- [Exercise goal]:
Would you restate the data exactly as given?

- [Data provided]:
________________________

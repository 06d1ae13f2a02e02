use discv5::enr::NodeId;
use tempfile::TempDir;

use crate::{error::ContentStoreError, utils::setup_sql, PortalStorageConfig};

/// Creates temporary directory and PortalStorageConfig.
pub fn create_test_portal_storage_config_with_capacity(
    capacity_mb: u64,
) -> Result<(TempDir, PortalStorageConfig), ContentStoreError> {
    let temp_dir = TempDir::new()?;
    let config =
        PortalStorageConfig::new(capacity_mb, NodeId::random(), temp_dir.path().to_path_buf())?;
    Ok((temp_dir, config))
}

/// Same as [create_test_portal_storage_config_with_capacity], with a capacity given in bytes and
/// a fixed node id, for tests that need eviction to kick in after a handful of entries.
pub fn create_test_portal_storage_config_with_capacity_bytes(
    capacity_bytes: u64,
    node_id: NodeId,
) -> Result<(TempDir, PortalStorageConfig), ContentStoreError> {
    let temp_dir = TempDir::new()?;
    let node_data_dir = temp_dir.path().to_path_buf();
    let config = PortalStorageConfig {
        storage_capacity_bytes: capacity_bytes,
        node_id,
        sql_connection_pool: setup_sql(&node_data_dir)?,
        node_data_dir,
    };
    Ok((temp_dir, config))
}

pub fn generate_random_bytes(length: usize) -> Vec<u8> {
    (0..length).map(|_| rand::random::<u8>()).collect()
}
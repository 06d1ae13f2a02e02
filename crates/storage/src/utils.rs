use std::{cmp::Ordering, path::Path};

use portal_api::types::distance::{compare_distance, xor_bytes};
use r2d2::Pool;
use r2d2_sqlite::SqliteConnectionManager;
use rusqlite::{functions::FunctionFlags, Connection};
use tracing::info;

use crate::{
    error::ContentStoreError,
    sql::{CREATE_QUERY_DB, ENABLE_WAL_MODE},
    DATABASE_NAME,
};

/// Helper function for opening a SQLite connection pool.
///
/// Every pooled connection gets the distance functions registered.
pub fn setup_sql(node_data_dir: &Path) -> Result<Pool<SqliteConnectionManager>, ContentStoreError> {
    let sql_path = node_data_dir.join(DATABASE_NAME);
    info!(path = %sql_path.display(), "Setting up SqliteDB");

    let manager = SqliteConnectionManager::file(sql_path).with_init(|conn| {
        conn.execute_batch(ENABLE_WAL_MODE)?;
        register_distance_functions(conn)
    });
    let pool = Pool::new(manager)?;
    pool.get()?.execute_batch(CREATE_QUERY_DB)?;
    Ok(pool)
}

/// Registers `xor(a, b)` and `greater(a, b)` on `conn`.
///
/// `xor` is the byte-wise exclusive-or of two blobs, left padding the shorter one with zeros.
/// `greater` compares two blobs as unsigned big-endian integers.
pub fn register_distance_functions(conn: &Connection) -> rusqlite::Result<()> {
    let flags = FunctionFlags::SQLITE_UTF8 | FunctionFlags::SQLITE_DETERMINISTIC;
    conn.create_scalar_function("xor", 2, flags, |ctx| {
        let a = ctx.get::<Vec<u8>>(0)?;
        let b = ctx.get::<Vec<u8>>(1)?;
        Ok(xor_bytes(&a, &b))
    })?;
    conn.create_scalar_function("greater", 2, flags, |ctx| {
        let a = ctx.get::<Vec<u8>>(0)?;
        let b = ctx.get::<Vec<u8>>(1)?;
        Ok(compare_distance(&a, &b) == Ordering::Greater)
    })
}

________________________

- [Solution for this problem]:
repository 06d1ae13f2a02e02
use discv5::enr::NodeId;
use tempfile::TempDir;

use crate::{error::ContentStoreError, utils::setup_sql, PortalStorageConfig};

/// Creates temporary directory and PortalStorageConfig.
pub fn create_test_portal_storage_config_with_capacity(
    capacity_mb: u64,
) -> Result<(TempDir, PortalStorageConfig), ContentStoreError> {
    let temp_dir = TempDir::new()?;
    let config =
        PortalStorageConfig::new(capacity_mb, NodeId::random(), temp_dir.path().to_path_buf())?;
    Ok((temp_dir, config))
}

/// Same as [create_test_portal_storage_config_with_capacity], with a capacity given in bytes and
/// a fixed node id, for tests that need eviction to kick in after a handful of entries.
pub fn create_test_portal_storage_config_with_capacity_bytes(
    capacity_bytes: u64,
    node_id: NodeId,
) -> Result<(TempDir, PortalStorageConfig), ContentStoreError> {
    let temp_dir = TempDir::new()?;
    let node_data_dir = temp_dir.path().to_path_buf();
    let config = PortalStorageConfig {
        storage_capacity_bytes: capacity_bytes,
        node_id,
        sql_connection_pool: setup_sql(&node_data_dir)?,
        node_data_dir,
    };
    Ok((temp_dir, config))
}

pub fn generate_random_bytes(length: usize) -> Vec<u8> {
    (0..length).map(|_| rand::random::<u8>()).collect()
}
repository 06d1ae13f2a02e02
filename crates/storage/src/utils.rs
use std::{cmp::Ordering, path::Path};

use portal_api::types::distance::{compare_distance, xor_bytes};
use r2d2::Pool;
use r2d2_sqlite::SqliteConnectionManager;
use rusqlite::{functions::FunctionFlags, Connection};
use tracing::info;

use crate::{
    error::ContentStoreError,
    sql::{CREATE_QUERY_DB, ENABLE_WAL_MODE},
    DATABASE_NAME,
};

/// Helper function for opening a SQLite connection pool.
///
/// Every pooled connection gets the distance functions registered.
pub fn setup_sql(node_data_dir: &Path) -> Result<Pool<SqliteConnectionManager>, ContentStoreError> {
    let sql_path = node_data_dir.join(DATABASE_NAME);
    info!(path = %sql_path.display(), "Setting up SqliteDB");

    let manager = SqliteConnectionManager::file(sql_path).with_init(|conn| {
        conn.execute_batch(ENABLE_WAL_MODE)?;
        register_distance_functions(conn)
    });
    let pool = Pool::new(manager)?;
    pool.get()?.execute_batch(CREATE_QUERY_DB)?;
    Ok(pool)
}

/// Registers `xor(a, b)` and `greater(a, b)` on `conn`.
///
/// `xor` is the byte-wise exclusive-or of two blobs, left padding the shorter one with zeros.
/// `greater` compares two blobs as unsigned big-endian integers.
pub fn register_distance_functions(conn: &Connection) -> rusqlite::Result<()> {
    let flags = FunctionFlags::SQLITE_UTF8 | FunctionFlags::SQLITE_DETERMINISTIC;
    conn.create_scalar_function("xor", 2, flags, |ctx| {
        let a = ctx.get::<Vec<u8>>(0)?;
        let b = ctx.get::<Vec<u8>>(1)?;
        Ok(xor_bytes(&a, &b))
    })?;
    conn.create_scalar_function("greater", 2, flags, |ctx| {
        let a = ctx.get::<Vec<u8>>(0)?;
        let b = ctx.get::<Vec<u8>>(1)?;
        Ok(compare_distance(&a, &b) == Ordering::Greater)
    })
}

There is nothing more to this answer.